(Stored data)

◇ ◇ ◇ ◇ ◇

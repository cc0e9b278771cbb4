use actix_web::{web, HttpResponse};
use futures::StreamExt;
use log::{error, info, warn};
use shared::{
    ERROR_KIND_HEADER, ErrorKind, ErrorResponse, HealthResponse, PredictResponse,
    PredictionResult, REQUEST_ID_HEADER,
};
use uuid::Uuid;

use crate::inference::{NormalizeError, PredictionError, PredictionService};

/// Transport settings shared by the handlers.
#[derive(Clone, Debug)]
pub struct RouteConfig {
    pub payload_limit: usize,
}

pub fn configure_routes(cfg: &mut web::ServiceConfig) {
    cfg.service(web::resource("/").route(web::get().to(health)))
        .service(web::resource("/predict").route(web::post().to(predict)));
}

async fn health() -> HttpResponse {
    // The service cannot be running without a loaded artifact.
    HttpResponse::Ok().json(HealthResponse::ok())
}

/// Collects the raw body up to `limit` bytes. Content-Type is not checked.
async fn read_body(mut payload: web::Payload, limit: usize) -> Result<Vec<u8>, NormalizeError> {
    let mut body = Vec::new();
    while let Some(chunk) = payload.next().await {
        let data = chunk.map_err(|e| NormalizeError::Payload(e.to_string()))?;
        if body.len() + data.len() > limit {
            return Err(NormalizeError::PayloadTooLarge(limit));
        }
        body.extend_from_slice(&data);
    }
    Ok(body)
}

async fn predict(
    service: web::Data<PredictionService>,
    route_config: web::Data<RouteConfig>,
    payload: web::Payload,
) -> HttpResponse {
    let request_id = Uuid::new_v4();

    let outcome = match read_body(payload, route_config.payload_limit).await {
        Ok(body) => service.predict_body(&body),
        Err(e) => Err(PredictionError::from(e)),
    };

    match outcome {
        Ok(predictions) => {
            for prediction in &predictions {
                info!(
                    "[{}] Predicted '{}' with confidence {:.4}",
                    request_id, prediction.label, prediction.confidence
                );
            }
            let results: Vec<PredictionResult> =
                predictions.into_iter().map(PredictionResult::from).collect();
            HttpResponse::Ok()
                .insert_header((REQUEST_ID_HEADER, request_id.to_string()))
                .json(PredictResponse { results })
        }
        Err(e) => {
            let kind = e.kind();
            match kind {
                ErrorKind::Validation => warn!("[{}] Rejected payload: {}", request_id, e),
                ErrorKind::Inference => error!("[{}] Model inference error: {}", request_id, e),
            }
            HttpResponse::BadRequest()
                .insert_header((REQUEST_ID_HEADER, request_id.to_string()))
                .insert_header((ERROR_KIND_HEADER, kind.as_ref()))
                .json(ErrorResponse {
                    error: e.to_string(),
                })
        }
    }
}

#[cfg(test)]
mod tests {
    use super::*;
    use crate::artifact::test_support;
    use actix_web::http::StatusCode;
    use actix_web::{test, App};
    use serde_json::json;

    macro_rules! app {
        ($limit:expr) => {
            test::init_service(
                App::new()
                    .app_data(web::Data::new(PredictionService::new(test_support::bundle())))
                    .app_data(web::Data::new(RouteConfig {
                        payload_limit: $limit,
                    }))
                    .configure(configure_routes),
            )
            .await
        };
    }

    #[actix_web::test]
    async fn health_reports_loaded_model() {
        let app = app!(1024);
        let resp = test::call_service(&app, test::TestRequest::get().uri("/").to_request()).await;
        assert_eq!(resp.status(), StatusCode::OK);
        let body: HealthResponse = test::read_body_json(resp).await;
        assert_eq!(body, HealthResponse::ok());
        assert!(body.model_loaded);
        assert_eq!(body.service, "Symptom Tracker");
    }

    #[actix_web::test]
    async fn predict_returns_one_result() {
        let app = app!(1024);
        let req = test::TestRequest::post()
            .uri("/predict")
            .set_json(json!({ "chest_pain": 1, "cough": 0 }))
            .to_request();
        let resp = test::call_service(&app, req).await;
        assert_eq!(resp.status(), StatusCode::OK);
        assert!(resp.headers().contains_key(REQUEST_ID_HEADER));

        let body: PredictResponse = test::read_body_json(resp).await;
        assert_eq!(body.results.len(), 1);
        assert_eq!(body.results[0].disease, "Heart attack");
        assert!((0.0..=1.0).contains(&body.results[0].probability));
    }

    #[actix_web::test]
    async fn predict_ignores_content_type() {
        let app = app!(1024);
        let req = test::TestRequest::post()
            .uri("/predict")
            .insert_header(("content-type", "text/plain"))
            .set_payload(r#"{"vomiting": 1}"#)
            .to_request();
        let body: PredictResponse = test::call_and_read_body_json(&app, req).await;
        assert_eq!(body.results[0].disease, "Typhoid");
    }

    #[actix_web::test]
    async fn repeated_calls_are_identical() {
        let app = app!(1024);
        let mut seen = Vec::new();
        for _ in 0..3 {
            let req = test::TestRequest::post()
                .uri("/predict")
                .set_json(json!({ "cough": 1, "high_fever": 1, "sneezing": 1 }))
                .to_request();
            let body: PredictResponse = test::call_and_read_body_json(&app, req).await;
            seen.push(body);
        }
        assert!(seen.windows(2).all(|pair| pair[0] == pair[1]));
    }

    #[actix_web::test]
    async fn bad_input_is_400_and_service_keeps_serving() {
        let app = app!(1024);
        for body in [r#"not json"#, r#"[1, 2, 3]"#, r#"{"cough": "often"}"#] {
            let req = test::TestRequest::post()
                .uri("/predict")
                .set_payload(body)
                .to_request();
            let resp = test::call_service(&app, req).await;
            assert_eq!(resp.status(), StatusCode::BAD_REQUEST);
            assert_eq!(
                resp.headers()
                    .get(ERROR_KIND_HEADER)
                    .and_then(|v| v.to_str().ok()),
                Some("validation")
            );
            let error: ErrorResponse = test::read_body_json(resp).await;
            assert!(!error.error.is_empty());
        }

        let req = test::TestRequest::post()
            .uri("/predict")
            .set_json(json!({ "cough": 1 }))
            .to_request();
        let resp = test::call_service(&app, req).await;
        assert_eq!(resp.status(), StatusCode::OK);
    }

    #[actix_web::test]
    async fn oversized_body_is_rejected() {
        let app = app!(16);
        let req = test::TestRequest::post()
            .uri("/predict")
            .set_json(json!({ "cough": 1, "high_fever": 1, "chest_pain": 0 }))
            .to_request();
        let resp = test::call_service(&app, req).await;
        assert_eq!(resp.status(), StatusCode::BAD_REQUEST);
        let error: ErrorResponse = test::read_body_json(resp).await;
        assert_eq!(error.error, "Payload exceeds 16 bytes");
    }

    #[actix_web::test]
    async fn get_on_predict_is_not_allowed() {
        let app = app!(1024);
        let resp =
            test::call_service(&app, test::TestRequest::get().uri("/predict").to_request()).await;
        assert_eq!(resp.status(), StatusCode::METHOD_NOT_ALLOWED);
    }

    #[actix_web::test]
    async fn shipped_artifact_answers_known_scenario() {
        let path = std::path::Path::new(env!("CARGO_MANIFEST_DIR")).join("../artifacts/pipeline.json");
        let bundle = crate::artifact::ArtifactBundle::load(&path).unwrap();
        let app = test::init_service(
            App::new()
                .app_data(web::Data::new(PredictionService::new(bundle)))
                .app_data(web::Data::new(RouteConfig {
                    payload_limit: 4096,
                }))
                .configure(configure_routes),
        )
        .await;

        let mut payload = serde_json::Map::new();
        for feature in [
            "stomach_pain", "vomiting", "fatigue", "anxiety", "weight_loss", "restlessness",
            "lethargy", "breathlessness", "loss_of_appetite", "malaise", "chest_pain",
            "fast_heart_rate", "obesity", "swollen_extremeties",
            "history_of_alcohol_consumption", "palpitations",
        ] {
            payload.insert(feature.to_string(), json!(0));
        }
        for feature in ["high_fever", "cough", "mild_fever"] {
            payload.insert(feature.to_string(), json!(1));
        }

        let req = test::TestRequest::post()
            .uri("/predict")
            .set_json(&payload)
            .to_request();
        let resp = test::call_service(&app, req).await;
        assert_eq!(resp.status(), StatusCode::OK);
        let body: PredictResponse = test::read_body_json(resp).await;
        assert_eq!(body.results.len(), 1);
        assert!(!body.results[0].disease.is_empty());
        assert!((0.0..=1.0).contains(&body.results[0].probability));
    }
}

◇ ◇ ◇ ◇ ◇

■ **Task to complete**
Search the records for the word "chunk" and return every line that holds it.

■ **Response**
    while let Some(chunk) = payload.next().await {
        let data = chunk.map_err(|e| NormalizeError::Payload(e.to_string()))?;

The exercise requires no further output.